2016-03-09 09:23:07

by Pavankumar Kondeti

[permalink] [raw]
Subject: Migrated CFS task getting an unfair advantage

Hi

When a CFS task is enqueued during migration (load balance or change in
affinity), its vruntime is normalized before updating the current and
cfs_rq->min_vruntime. If the current entity is a low priority task or
belongs to a cgroup that has lower cpu.shares and it is the only entity
queued, there is a possibility of big update to the cfs_rq->min_vruntime.
As the migrated task is normalized before this update, it gets an unfair
advantage over tasks queued after this point. If the migrated task is
a CPU hogger, the other CFS tasks queued on this CPU gets starved.

This problem can be simulated by running the below workload:

- create NR_CPU low prio CFS tasks affined to each CPU and put them
under a cgroup with cpu.shares = 52 (1024/20). These tasks run forever.
- create another CFS task which runs forever and periodically hops across
all CPUs by changing the affinity.
- We could see the destination CPU's cfs_rq->min_vruntime falls behind
the migrated task by few hundreds of msec after migration.

If we add the migrated task to destination CPU cfs_rq's rb tree before updating
the current in enqueue_entity(), the cfs_rq->min_vruntime does not go beyond
the newly migrated task. Is this an acceptable solution?

Thanks,
Pavan


--
Qualcomm India Private Limited, on behalf of Qualcomm Innovation Center, Inc.
Qualcomm Innovation Center, Inc. is a member of Code Aurora Forum, a
Linux Foundation Collaborative Project


2016-03-09 12:04:20

by Peter Zijlstra

[permalink] [raw]
Subject: Re: Migrated CFS task getting an unfair advantage

On Wed, Mar 09, 2016 at 02:52:57PM +0530, Pavan Kondeti wrote:

> When a CFS task is enqueued during migration (load balance or change in
> affinity), its vruntime is normalized before updating the current and
> cfs_rq->min_vruntime.

static void
enqueue_entity(struct cfs_rq *cfs_rq, struct sched_entity *se, int flags)
{
/*
* Update the normalized vruntime before updating min_vruntime
* through calling update_curr().
*/
if (!(flags & ENQUEUE_WAKEUP) || (flags & ENQUEUE_WAKING))
se->vruntime += cfs_rq->min_vruntime;

update_curr(cfs_rq);

This, right? Some idiot wrote a comment but forgot to explain why.

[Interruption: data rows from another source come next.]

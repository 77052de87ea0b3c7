// Copyright (c) 2026 Bountyy Oy. All rights reserved.
// This software is proprietary and confidential.

//! Probe configuration

use std::path::PathBuf;
use std::sync::Arc;
use std::time::Duration;

use crate::error::{Error, Result};
use crate::http::{DispatcherConfig, Endpoint, RequestDispatcher};
use crate::session::{FileStorage, SessionStore};

/// Session document file name, in the home directory
pub const CONFIG_FILE_NAME: &str = ".tenant-api.json";

/// Environment variable overriding the session document path
pub const CONFIG_PATH_ENV: &str = "TENANT_PROBE_CONFIG";

/// Environment variable overriding the API host
pub const HOST_ENV: &str = "TENANT_PROBE_HOST";

/// `~/.tenant-api.json`
pub fn default_config_path() -> Result<PathBuf> {
    dirs::home_dir()
        .map(|home| home.join(CONFIG_FILE_NAME))
        .ok_or_else(|| Error::Config("cannot determine the home directory".to_string()))
}

/// Everything needed to talk to the API
#[derive(Debug, Clone)]
pub struct ProbeConfig {
    /// Session document location
    pub config_path: PathBuf,
    /// API script address
    pub endpoint: Endpoint,
    /// HTTP settings
    pub dispatcher: DispatcherConfig,
}

impl ProbeConfig {
    /// Default endpoint and HTTP settings, session document at `config_path`
    pub fn new(config_path: impl Into<PathBuf>) -> Self {
        Self {
            config_path: config_path.into(),
            endpoint: Endpoint::default(),
            dispatcher: DispatcherConfig::default(),
        }
    }

    /// Defaults with the session document in the home directory
    pub fn with_default_path() -> Result<Self> {
        Ok(Self::new(default_config_path()?))
    }

    /// Set the session document path
    pub fn config_path(mut self, path: impl Into<PathBuf>) -> Self {
        self.config_path = path.into();
        self
    }

    /// Set the scheme
    pub fn scheme(mut self, scheme: impl Into<String>) -> Self {
        self.endpoint.scheme = scheme.into();
        self
    }

    /// Set the host
    pub fn host(mut self, host: impl Into<String>) -> Self {
        self.endpoint.host = host.into();
        self
    }

    /// Set the path
    pub fn path(mut self, path: impl Into<String>) -> Self {
        self.endpoint.path = path.into();
        self
    }

    /// Set request timeouts
    pub fn timeout(mut self, timeout: Duration) -> Self {
        self.dispatcher = self.dispatcher.timeout(timeout);
        self
    }

    /// Load the session store
    pub fn open_store(&self) -> Result<Arc<SessionStore>> {
        Ok(Arc::new(SessionStore::open(&self.config_path)?))
    }

    /// Clear the session, rewriting the document from scratch if it cannot be loaded
    pub fn reset_store(&self) -> Result<Arc<SessionStore>> {
        match SessionStore::open(&self.config_path) {
            Ok(store) => {
                store.reset()?;
                Ok(Arc::new(store))
            }
            Err(e) if e.is_persistence() => {
                tracing::warn!(error = %e, "Session document unreadable, starting over");
                let store = SessionStore::reinitialize(FileStorage::new(&self.config_path))?;
                Ok(Arc::new(store))
            }
            Err(e) => Err(e),
        }
    }

    /// Build a dispatcher over `store`
    pub fn dispatcher(&self, store: Arc<SessionStore>) -> Result<RequestDispatcher> {
        RequestDispatcher::with_config(store, self.dispatcher.clone())
    }
}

> If the current entity is a low priority task or belongs to a cgroup
> that has lower cpu.shares and it is the only entity queued, there is a
> possibility of big update to the cfs_rq->min_vruntime.

> As the migrated task is normalized before this update, it gets an
> unfair advantage over tasks queued after this point. If the migrated
> task is a CPU hogger, the other CFS tasks queued on this CPU gets
> starved.

Because it takes a whole while for the newly placed task to gain on the
previous task, right?

> If we add the migrated task to destination CPU cfs_rq's rb tree before
> updating the current in enqueue_entity(), the cfs_rq->min_vruntime
> does not go beyond the newly migrated task. Is this an acceptable
> solution?

Hurm.. so I'm not sure how that would solve anything. The existing task
would still be shot far into the future.

What you want is to normalize after update_curr()... but we cannot do
that in the case cfs_rq->curr == se (which I suppose is what that
comment is on about).

Does something like the below work?

---
kernel/sched/fair.c | 20 ++++++++++++++------
1 file changed, 14 insertions(+), 6 deletions(-)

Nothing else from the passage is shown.